Date of Award

12-3-2001

Document Type

Dissertation

Degree Name

Doctor of Philosophy (PhD)

Department

Chemistry

First Advisor

David T. Pierce

Abstract

In part I of this dissertation, a new set of sulfur containing pendant arm copper(II/I) macrocycles were synthesized to determine the effects of steric constraint on induced structural rearrangement. These new ligands have an N3S3 coordination sphere with nitrogens in a macrocyclic ring and pendant arms containing thiaether groups with varying terminal aliphatic groups. The complexes of these ligands with Cu(II) were characterized using Ultraviolet-visible (UV-Vis) spectroscopy, electronic spin resonance (ESR) spectroscopy and x-ray diffraction analysis.
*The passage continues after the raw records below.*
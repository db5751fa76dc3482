use rayon::prelude::*;

use imgsim_image::Image;

/// Apply a function to each pixel in the image in parallel, one row per task.
///
/// The closure receives the `C1` samples of a source pixel and the `C2`
/// samples of the matching destination pixel.
pub fn par_iter_rows<T1, const C1: usize, T2, const C2: usize>(
    src: &Image<T1, C1>,
    dst: &mut Image<T2, C2>,
    f: impl Fn(&[T1], &mut [T2]) + Send + Sync,
) where
    T1: Send + Sync,
    T2: Send + Sync,
{
    let cols = src.cols();
    if cols == 0 {
        return;
    }

    src.as_slice()
        .par_chunks_exact(C1 * cols)
        .zip(dst.as_slice_mut().par_chunks_exact_mut(C2 * cols))
        .for_each(|(src_chunk, dst_chunk)| {
            src_chunk
                .chunks_exact(C1)
                .zip(dst_chunk.chunks_exact_mut(C2))
                .for_each(|(src_pixel, dst_pixel)| {
                    f(src_pixel, dst_pixel);
                });
        });
}

/// Apply a function to each sample of two images in parallel with a destination value.
pub fn par_iter_rows_val_two<T1, T2, T3, const C: usize>(
    src1: &Image<T1, C>,
    src2: &Image<T2, C>,
    dst: &mut Image<T3, C>,
    f: impl Fn(&T1, &T2, &mut T3) + Send + Sync,
) where
    T1: Send + Sync,
    T2: Send + Sync,
    T3: Send + Sync,
{
    let cols = src1.cols();
    if cols == 0 {
        return;
    }

    src1.as_slice()
        .par_chunks_exact(C * cols)
        .zip(src2.as_slice().par_chunks_exact(C * cols))
        .zip(dst.as_slice_mut().par_chunks_exact_mut(C * cols))
        .for_each(|((src1_chunk, src2_chunk), dst_chunk)| {
            src1_chunk
                .iter()
                .zip(src2_chunk.iter())
                .zip(dst_chunk.iter_mut())
                .for_each(|((a, b), out)| {
                    f(a, b, out);
                });
        });
}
UV-Vis and ESR spectroscopy provided insight into different solution geometries of the copper complexes with respect to solvent and temperature. In general, as the temperature was lowered, the preferred structural geometry about the divalent copper center shifted from six coordinate towards five coordinate and even four coordinate structures. Single-crystal x-ray diffraction of several complexes provided solid state evidence of five coordinate and six coordinate geometries. Experimentation showed that the complex with least steric bulk, having a tris(methyl)thiaether pendant arm, always preferred six coordinate geometry at ambient temperatures regardless of solvent. All other complexes with greater pendant arm steric bulk showed some evidence of solvent dependent structure change. Part II of this dissertation introduces the development of an environmentally friendly sensor for the determination of organic pollutants in water. The sensor combined the solid phase microextraction (SPME) technique with the quartz crystal microbalance (QCM) for the determination of aliphatic and BTEX (benzene, toluene, ethylbenzene and xylenes) compounds in water samples. The method included monitoring a heterodyne frequency based on the fundamental resonance of a quartz crystal coated on one side with a hydrophobic stationary phase. When poly(dimethylsiloxane) was used for SPME of solution exposed to the coated face, aberrant, yet quantitative, response was observed by the QCM. A normal QCM response would constitute a drop in oscillation frequency when organic material extracted into the film. For the QCM-SPME sensor with OV-1, the oscillation frequency rose, suggesting that swelling of the film was the primary result of sorption.